[Opening PROVIDED DATA section]

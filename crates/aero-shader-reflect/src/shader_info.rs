//! Per-shader reflection snapshot queried by the emitter.

use std::collections::BTreeMap;
use std::fmt;

use tracing::debug;

use crate::bindings::BindingRegistry;
use crate::cbuffer::{ConstantBuffer, ShaderVar};
use crate::error::{ReflectError, Result};
use crate::layout::{resolve_offset, ResolvedVar, Swizzle, TranslateFlags};
use crate::precision::SamplerPrecisionInfo;
use crate::resource::{ResourceBinding, ResourceGroup, ScalarType};
use crate::signature::SignatureRegistry;

/// Shader model version from the bytecode's version token.
#[derive(Debug, Clone, Copy, PartialEq, Eq, PartialOrd, Ord, Hash)]
pub struct ShaderModel {
    pub major: u32,
    pub minor: u32,
}

impl ShaderModel {
    pub const fn new(major: u32, minor: u32) -> Self {
        Self { major, minor }
    }

    /// SM4+ reflection describes each constant buffer individually.
    pub const fn has_constant_buffers(self) -> bool {
        self.major > 3
    }
}

impl fmt::Display for ShaderModel {
    fn fmt(&self, f: &mut fmt::Formatter<'_>) -> fmt::Result {
        write!(f, "{}_{}", self.major, self.minor)
    }
}

/// Reflection snapshot of one shader, built once before translation and queried by the emitter.
///
/// Everything except binding precisions is read-only after construction.
#[derive(Debug, Clone)]
pub struct ShaderInfo {
    shader_model: ShaderModel,
    bindings: BindingRegistry,
    signatures: SignatureRegistry,
    constant_buffers: Vec<ConstantBuffer>,
    /// `b#` → index into `constant_buffers`.
    cbuffer_slots: BTreeMap<u32, usize>,
    this_pointer: Option<ConstantBuffer>,
}

impl ShaderInfo {
    pub fn new(
        shader_model: ShaderModel,
        bindings: Vec<ResourceBinding>,
        signatures: SignatureRegistry,
        constant_buffers: Vec<ConstantBuffer>,
    ) -> Result<Self> {
        let bindings = BindingRegistry::new(bindings)?;

        let mut cbuffer_slots = BTreeMap::new();
        for (index, cb) in constant_buffers.iter().enumerate() {
            if cbuffer_slots.insert(cb.bind_point, index).is_some() {
                debug!(
                    bind_point = cb.bind_point,
                    name = %cb.name,
                    "constant buffer slot declared twice; keeping the later one"
                );
            }
        }

        Ok(Self {
            shader_model,
            bindings,
            signatures,
            constant_buffers,
            cbuffer_slots,
            this_pointer: None,
        })
    }

    /// Attaches the constant buffer backing class-instance `this` pointers.
    pub fn with_this_pointer(mut self, cb: ConstantBuffer) -> Self {
        self.this_pointer = Some(cb);
        self
    }

    pub fn shader_model(&self) -> ShaderModel {
        self.shader_model
    }

    pub fn bindings(&self) -> &BindingRegistry {
        &self.bindings
    }

    pub fn signatures(&self) -> &SignatureRegistry {
        &self.signatures
    }

    pub fn constant_buffers(&self) -> &[ConstantBuffer] {
        &self.constant_buffers
    }

    pub fn find_binding(&self, group: ResourceGroup, bind_point: u32) -> Option<&ResourceBinding> {
        self.bindings.find_binding(group, bind_point)
    }

    pub fn texture_data_type(&self, register: u32) -> Result<ScalarType> {
        self.bindings.texture_data_type(register)
    }

    /// Constant buffer bound at `b{bind_point}`.
    pub fn constant_buffer_at(&self, bind_point: u32) -> Result<&ConstantBuffer> {
        if !self.shader_model.has_constant_buffers() {
            return Err(ReflectError::ConstantBuffersUnavailable {
                major: self.shader_model.major,
                minor: self.shader_model.minor,
            });
        }
        self.cbuffer_slots
            .get(&bind_point)
            .and_then(|&index| self.constant_buffers.get(index))
            .ok_or(ReflectError::MissingConstantBuffer { bind_point })
    }

    /// Resolves `cb{bind_point}[vec4_offset].<swizzle>` to a declared variable.
    pub fn resolve_constant(
        &self,
        bind_point: u32,
        vec4_offset: u32,
        swizzle: Swizzle,
        flags: TranslateFlags,
    ) -> Result<Option<ResolvedVar<'_>>> {
        let cb = self.constant_buffer_at(bind_point)?;
        Ok(resolve_offset(cb, vec4_offset, swizzle, flags))
    }

    /// Variable of the `this` pointer buffer whose byte range contains `offset`.
    pub fn interface_var_at(&self, offset: u32) -> Option<&ShaderVar> {
        self.this_pointer.as_ref()?.variable_at(offset)
    }

    /// One-shot pass applying caller supplied precision hints to textures and samplers.
    pub fn annotate_sampler_precision(&mut self, info: &SamplerPrecisionInfo) {
        self.bindings.annotate_precision(info);
    }
}
//! Constant buffer variables and their type trees.
//!
//! Type nodes live in a per-buffer arena ([`TypeTree`]) and refer to each other by [`TypeId`].
//! Member lists point down the tree; the parent link points up and is only used to find the
//! outermost array a leaf belongs to.

use crate::resource::ScalarType;

/// Variable class (`D3D_SHADER_VARIABLE_CLASS`).
#[derive(Debug, Clone, Copy, PartialEq, Eq, Hash)]
pub enum VarClass {
    Scalar,
    Vector,
    MatrixRows,
    MatrixColumns,
    Object,
    Struct,
    InterfaceClass,
    InterfacePointer,
}

impl VarClass {
    pub const fn from_d3d_u32(v: u32) -> Option<Self> {
        match v {
            0 => Some(Self::Scalar),
            1 => Some(Self::Vector),
            2 => Some(Self::MatrixRows),
            3 => Some(Self::MatrixColumns),
            4 => Some(Self::Object),
            5 => Some(Self::Struct),
            6 => Some(Self::InterfaceClass),
            7 => Some(Self::InterfacePointer),
            _ => None,
        }
    }

    pub const fn is_matrix(self) -> bool {
        matches!(self, Self::MatrixRows | Self::MatrixColumns)
    }
}

/// Index of a [`ShaderVarType`] inside its buffer's [`TypeTree`].
#[derive(Debug, Clone, Copy, PartialEq, Eq, Hash, PartialOrd, Ord)]
pub struct TypeId(u32);

impl TypeId {
    pub const fn index(self) -> usize {
        self.0 as usize
    }
}

/// Owned description of a type occurrence, as handed over by the decoder.
///
/// [`ConstantBuffer::with_variable`] flattens it into the buffer's arena.
#[derive(Debug, Clone, PartialEq, Eq)]
pub struct TypeDesc {
    pub name: String,
    pub class: VarClass,
    pub scalar_type: Option<ScalarType>,
    pub rows: u32,
    pub columns: u32,
    /// 0 or 1 for a single value, otherwise the array length.
    pub elements: u32,
    /// Byte offset relative to the enclosing struct, 0 for a variable's root type.
    pub offset: u32,
    pub members: Vec<TypeDesc>,
}

impl TypeDesc {
    fn numeric(
        name: impl Into<String>,
        class: VarClass,
        offset: u32,
        rows: u32,
        columns: u32,
    ) -> Self {
        Self {
            name: name.into(),
            class,
            scalar_type: Some(ScalarType::Float),
            rows,
            columns,
            elements: 0,
            offset,
            members: Vec::new(),
        }
    }

    pub fn scalar(name: impl Into<String>, offset: u32) -> Self {
        Self::numeric(name, VarClass::Scalar, offset, 1, 1)
    }

    pub fn vector(name: impl Into<String>, offset: u32, columns: u32) -> Self {
        Self::numeric(name, VarClass::Vector, offset, 1, columns)
    }

    pub fn matrix_rows(name: impl Into<String>, offset: u32, rows: u32, columns: u32) -> Self {
        Self::numeric(name, VarClass::MatrixRows, offset, rows, columns)
    }

    pub fn matrix_columns(name: impl Into<String>, offset: u32, rows: u32, columns: u32) -> Self {
        Self::numeric(name, VarClass::MatrixColumns, offset, rows, columns)
    }

    /// A struct; `members` must be ordered by increasing offset.
    pub fn structure(name: impl Into<String>, offset: u32, members: Vec<TypeDesc>) -> Self {
        Self {
            name: name.into(),
            class: VarClass::Struct,
            scalar_type: None,
            rows: 1,
            columns: 0,
            elements: 0,
            offset,
            members,
        }
    }

    pub fn array(mut self, elements: u32) -> Self {
        self.elements = elements;
        self
    }

    pub fn with_scalar_type(mut self, scalar_type: ScalarType) -> Self {
        self.scalar_type = Some(scalar_type);
        self
    }
}

/// One type occurrence in a constant buffer.
#[derive(Debug, Clone, PartialEq, Eq)]
pub struct ShaderVarType {
    pub name: String,
    /// Dotted path from the owning variable, with a `[]` placeholder after every array level,
    /// e.g. `lights[].shadow[].bias`.
    pub full_name: String,
    pub class: VarClass,
    pub scalar_type: Option<ScalarType>,
    pub rows: u32,
    pub columns: u32,
    pub elements: u32,
    pub offset: u32,
    members: Vec<TypeId>,
    parent: Option<TypeId>,
}

impl ShaderVarType {
    pub fn is_array(&self) -> bool {
        self.elements > 1
    }

    pub fn members(&self) -> &[TypeId] {
        &self.members
    }

    pub fn parent(&self) -> Option<TypeId> {
        self.parent
    }
}

/// Arena owning every type node of one constant buffer.
#[derive(Debug, Clone, Default, PartialEq, Eq)]
pub struct TypeTree {
    nodes: Vec<ShaderVarType>,
}

impl TypeTree {
    pub fn get(&self, id: TypeId) -> &ShaderVarType {
        &self.nodes[id.index()]
    }

    pub fn len(&self) -> usize {
        self.nodes.len()
    }

    pub fn is_empty(&self) -> bool {
        self.nodes.is_empty()
    }

    /// Last struct member, which alone determines the struct's size.
    pub fn last_member(&self, id: TypeId) -> Option<TypeId> {
        self.get(id).members.last().copied()
    }

    /// Walks parent links up to the variable's root type.
    pub fn root_of(&self, mut id: TypeId) -> TypeId {
        while let Some(parent) = self.get(id).parent {
            id = parent;
        }
        id
    }

    fn insert(&mut self, desc: &TypeDesc, parent: Option<TypeId>) -> TypeId {
        let mut full_name = match parent {
            Some(p) => format!("{}.{}", self.get(p).full_name, desc.name),
            None => desc.name.clone(),
        };
        if desc.elements > 1 {
            full_name.push_str("[]");
        }

        let id = TypeId(self.nodes.len() as u32);
        self.nodes.push(ShaderVarType {
            name: desc.name.clone(),
            full_name,
            class: desc.class,
            scalar_type: desc.scalar_type,
            rows: desc.rows,
            columns: desc.columns,
            elements: desc.elements,
            offset: desc.offset,
            members: Vec::with_capacity(desc.members.len()),
            parent,
        });

        for member in &desc.members {
            let member_id = self.insert(member, Some(id));
            self.nodes[id.index()].members.push(member_id);
        }
        id
    }
}

/// A top-level variable of a constant buffer.
#[derive(Debug, Clone, PartialEq, Eq)]
pub struct ShaderVar {
    pub name: String,
    /// Byte offset of the variable inside its buffer.
    pub start_offset: u32,
    /// Declared size in bytes.
    pub size: u32,
    pub ty: TypeId,
}

impl ShaderVar {
    /// Returns true if `offset` lies inside `[start_offset, start_offset + size)`.
    pub fn contains(&self, offset: u32) -> bool {
        let end = u64::from(self.start_offset) + u64::from(self.size);
        offset >= self.start_offset && u64::from(offset) < end
    }
}

/// A constant buffer with its variables in declaration order.
#[derive(Debug, Clone, Default, PartialEq, Eq)]
pub struct ConstantBuffer {
    pub name: String,
    pub bind_point: u32,
    vars: Vec<ShaderVar>,
    types: TypeTree,
}

impl ConstantBuffer {
    pub fn new(name: impl Into<String>, bind_point: u32) -> Self {
        Self {
            name: name.into(),
            bind_point,
            vars: Vec::new(),
            types: TypeTree::default(),
        }
    }

    /// Appends a variable whose name is `ty.name`.
    pub fn push_variable(&mut self, start_offset: u32, size: u32, ty: &TypeDesc) -> TypeId {
        let id = self.types.insert(ty, None);
        self.vars.push(ShaderVar {
            name: ty.name.clone(),
            start_offset,
            size,
            ty: id,
        });
        id
    }

    pub fn with_variable(mut self, start_offset: u32, size: u32, ty: TypeDesc) -> Self {
        self.push_variable(start_offset, size, &ty);
        self
    }

    pub fn variables(&self) -> &[ShaderVar] {
        &self.vars
    }

    pub fn types(&self) -> &TypeTree {
        &self.types
    }

    pub fn variable(&self, name: &str) -> Option<&ShaderVar> {
        self.vars.iter().find(|v| v.name == name)
    }

    /// First variable whose declared byte range contains `offset`.
    pub fn variable_at(&self, offset: u32) -> Option<&ShaderVar> {
        self.vars.iter().find(|v| v.contains(offset))
    }
}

[Closing PROVIDED DATA section]

YOUR OBJECTIVE. Where a line above holds the word "ShaderModel", copy it.

EXERCISE SOLUTION.
pub struct ShaderModel {
impl ShaderModel {
impl fmt::Display for ShaderModel {
    shader_model: ShaderModel,
        shader_model: ShaderModel,
    pub fn shader_model(&self) -> ShaderModel {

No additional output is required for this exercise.